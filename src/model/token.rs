// Copyright (c) 2025 - Cowboy AI, Inc.
//! Token-generation-states rows
//!
//! A fan-out row joins one client key (and, for consumer clients, one bound
//! purpose) with the current state of the related purpose, agreement and
//! descriptor. Every field sourced from platform-states is optional: it stays
//! unset until the owning entity has been projected at least once.
//!
//! Each aggregate owns a group of fields and only ever writes that group:
//!
//! | Owner      | Fields                                                      |
//! |------------|-------------------------------------------------------------|
//! | client     | key material, consumer, kind, client/kid/purpose indexes    |
//! | purpose    | [`PurposeFields`]                                           |
//! | agreement  | [`AgreementFields`]                                         |
//! | descriptor | [`DescriptorFields`]                                        |

use chrono::{DateTime, Utc};
use serde::{Deserialize, Serialize};
use uuid::Uuid;

use super::platform::{PlatformAgreementEntry, PlatformCatalogEntry, PlatformPurposeEntry};
use super::ItemState;
use crate::keys;
use crate::store::Item;

/// Client kind as seen by token issuance
#[derive(Debug, Clone, Copy, PartialEq, Eq, Hash, Serialize, Deserialize)]
#[serde(rename_all = "UPPERCASE")]
pub enum TokenClientKind {
    Consumer,
    Api,
}

#[derive(Debug, Clone, PartialEq, Eq, Serialize, Deserialize)]
#[serde(rename_all = "camelCase")]
pub struct TokenGenerationStatesEntry {
    #[serde(rename = "PK")]
    pub pk: String,
    pub consumer_id: Uuid,
    pub client_kind: TokenClientKind,
    pub public_key: String,
    #[serde(rename = "GSIPK_clientId")]
    pub client_id: Uuid,
    #[serde(rename = "GSIPK_kid")]
    pub kid: String,
    #[serde(
        rename = "GSIPK_clientId_purposeId",
        default,
        skip_serializing_if = "Option::is_none"
    )]
    pub client_purpose: Option<String>,
    #[serde(
        rename = "GSIPK_purposeId",
        default,
        skip_serializing_if = "Option::is_none"
    )]
    pub purpose_id: Option<Uuid>,
    #[serde(default, skip_serializing_if = "Option::is_none")]
    pub purpose_state: Option<ItemState>,
    #[serde(default, skip_serializing_if = "Option::is_none")]
    pub purpose_version_id: Option<Uuid>,
    #[serde(
        rename = "GSIPK_consumerId_eserviceId",
        default,
        skip_serializing_if = "Option::is_none"
    )]
    pub consumer_eservice: Option<String>,
    #[serde(default, skip_serializing_if = "Option::is_none")]
    pub agreement_id: Option<Uuid>,
    #[serde(default, skip_serializing_if = "Option::is_none")]
    pub agreement_state: Option<ItemState>,
    #[serde(
        rename = "GSIPK_eserviceId_descriptorId",
        default,
        skip_serializing_if = "Option::is_none"
    )]
    pub eservice_descriptor: Option<String>,
    #[serde(default, skip_serializing_if = "Option::is_none")]
    pub descriptor_state: Option<ItemState>,
    #[serde(default, skip_serializing_if = "Option::is_none")]
    pub descriptor_audience: Option<Vec<String>>,
    #[serde(default, skip_serializing_if = "Option::is_none")]
    pub descriptor_voucher_lifespan: Option<u32>,
    pub updated_at: DateTime<Utc>,
}

/// Secondary indexes of the token-generation-states table
#[derive(Debug, Clone, Copy, PartialEq, Eq, Hash)]
pub enum TokenIndex {
    Purpose,
    ConsumerEService,
    EServiceDescriptor,
    Client,
    ClientPurpose,
}

impl Item for TokenGenerationStatesEntry {
    type Index = TokenIndex;

    fn pk(&self) -> &str {
        &self.pk
    }

    fn version(&self) -> Option<u64> {
        None
    }

    fn index_key(&self, index: TokenIndex) -> Option<String> {
        match index {
            TokenIndex::Purpose => self.purpose_id.map(|id| id.to_string()),
            TokenIndex::ConsumerEService => self.consumer_eservice.clone(),
            TokenIndex::EServiceDescriptor => self.eservice_descriptor.clone(),
            TokenIndex::Client => Some(self.client_id.to_string()),
            TokenIndex::ClientPurpose => self.client_purpose.clone(),
        }
    }
}

/// Fields owned by the purpose projection
#[derive(Debug, Clone, PartialEq, Eq)]
pub struct PurposeFields {
    pub purpose_state: ItemState,
    pub purpose_version_id: Uuid,
    pub consumer_eservice: String,
}

/// Fields owned by the agreement projection
#[derive(Debug, Clone, PartialEq, Eq)]
pub struct AgreementFields {
    pub agreement_id: Uuid,
    pub agreement_state: ItemState,
    pub eservice_descriptor: String,
}

/// Fields owned by the catalog projection
#[derive(Debug, Clone, PartialEq, Eq)]
pub struct DescriptorFields {
    pub descriptor_state: ItemState,
    pub descriptor_audience: Vec<String>,
    pub descriptor_voucher_lifespan: u32,
}

impl From<&PlatformPurposeEntry> for PurposeFields {
    fn from(entry: &PlatformPurposeEntry) -> Self {
        Self {
            purpose_state: entry.state,
            purpose_version_id: entry.purpose_version_id,
            consumer_eservice: keys::consumer_eservice_key(
                entry.purpose_consumer_id,
                entry.purpose_eservice_id,
            ),
        }
    }
}

impl From<&PlatformAgreementEntry> for AgreementFields {
    fn from(entry: &PlatformAgreementEntry) -> Self {
        Self {
            agreement_id: entry.agreement_id,
            agreement_state: entry.state,
            eservice_descriptor: entry.eservice_descriptor(),
        }
    }
}

impl From<&PlatformCatalogEntry> for DescriptorFields {
    fn from(entry: &PlatformCatalogEntry) -> Self {
        Self {
            descriptor_state: entry.state,
            descriptor_audience: entry.descriptor_audience.clone(),
            descriptor_voucher_lifespan: entry.descriptor_voucher_lifespan,
        }
    }
}

impl TokenGenerationStatesEntry {
    /// New row carrying only the client-owned fields
    pub fn new(
        client_id: Uuid,
        kid: &str,
        purpose_id: Option<Uuid>,
        consumer_id: Uuid,
        client_kind: TokenClientKind,
        public_key: &str,
        now: DateTime<Utc>,
    ) -> Self {
        let pk = match purpose_id {
            Some(purpose_id) => keys::token_client_kid_purpose_pk(client_id, kid, purpose_id),
            None => keys::token_client_kid_pk(client_id, kid),
        };

        Self {
            pk,
            consumer_id,
            client_kind,
            public_key: public_key.to_string(),
            client_id,
            kid: kid.to_string(),
            client_purpose: purpose_id.map(|p| keys::client_purpose_key(client_id, p)),
            purpose_id,
            purpose_state: None,
            purpose_version_id: None,
            consumer_eservice: None,
            agreement_id: None,
            agreement_state: None,
            eservice_descriptor: None,
            descriptor_state: None,
            descriptor_audience: None,
            descriptor_voucher_lifespan: None,
            updated_at: now,
        }
    }

    pub fn apply_purpose(&mut self, fields: &PurposeFields) {
        self.purpose_state = Some(fields.purpose_state);
        self.purpose_version_id = Some(fields.purpose_version_id);
        self.consumer_eservice = Some(fields.consumer_eservice.clone());
    }

    pub fn apply_agreement(&mut self, fields: &AgreementFields) {
        self.agreement_id = Some(fields.agreement_id);
        self.agreement_state = Some(fields.agreement_state);
        self.eservice_descriptor = Some(fields.eservice_descriptor.clone());
    }

    /// Replace descriptor fields; `None` clears them
    pub fn apply_descriptor(&mut self, fields: Option<&DescriptorFields>) {
        self.descriptor_state = fields.map(|f| f.descriptor_state);
        self.descriptor_audience = fields.map(|f| f.descriptor_audience.clone());
        self.descriptor_voucher_lifespan = fields.map(|f| f.descriptor_voucher_lifespan);
    }

    pub fn has_agreement(&self) -> bool {
        self.agreement_id.is_some()
    }

    pub fn touch(&mut self, now: DateTime<Utc>) {
        self.updated_at = now;
    }

    /// Whether every joined entity is present and active
    pub fn is_authorizable(&self) -> bool {
        match self.client_kind {
            TokenClientKind::Api => true,
            TokenClientKind::Consumer => {
                [self.purpose_state, self.agreement_state, self.descriptor_state]
                    .into_iter()
                    .all(|state| state.is_some_and(ItemState::is_active))
            }
        }
    }
}
// Copyright (c) 2025 - Cowboy AI, Inc.
//! E-service and descriptor snapshot

use serde::{Deserialize, Serialize};
use uuid::Uuid;

/// Business state of an e-service descriptor
#[derive(Debug, Clone, Copy, PartialEq, Eq, Hash, Serialize, Deserialize)]
#[serde(rename_all = "camelCase")]
pub enum DescriptorState {
    Draft,
    WaitingForApproval,
    Published,
    Deprecated,
    Suspended,
    Archived,
}

#[derive(Debug, Clone, PartialEq, Eq, Serialize, Deserialize)]
#[serde(rename_all = "camelCase")]
pub struct Descriptor {
    pub id: Uuid,
    #[serde(default)]
    pub version: String,
    pub state: DescriptorState,
    #[serde(default)]
    pub audience: Vec<String>,
    /// Seconds a voucher issued against this descriptor stays valid
    pub voucher_lifespan: u32,
}

#[derive(Debug, Clone, PartialEq, Eq, Serialize, Deserialize)]
#[serde(rename_all = "camelCase")]
pub struct EService {
    pub id: Uuid,
    pub producer_id: Uuid,
    #[serde(default)]
    pub name: String,
    #[serde(default)]
    pub descriptors: Vec<Descriptor>,
}

impl EService {
    pub fn descriptor(&self, descriptor_id: Uuid) -> Option<&Descriptor> {
        self.descriptors.iter().find(|d| d.id == descriptor_id)
    }
}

━━━━━━━━━━━━━━━━━━━━

Filter the records above for lines with "EServiceDescriptor".

Written reply »
    EServiceDescriptor,
            TokenIndex::EServiceDescriptor => self.eservice_descriptor.clone(),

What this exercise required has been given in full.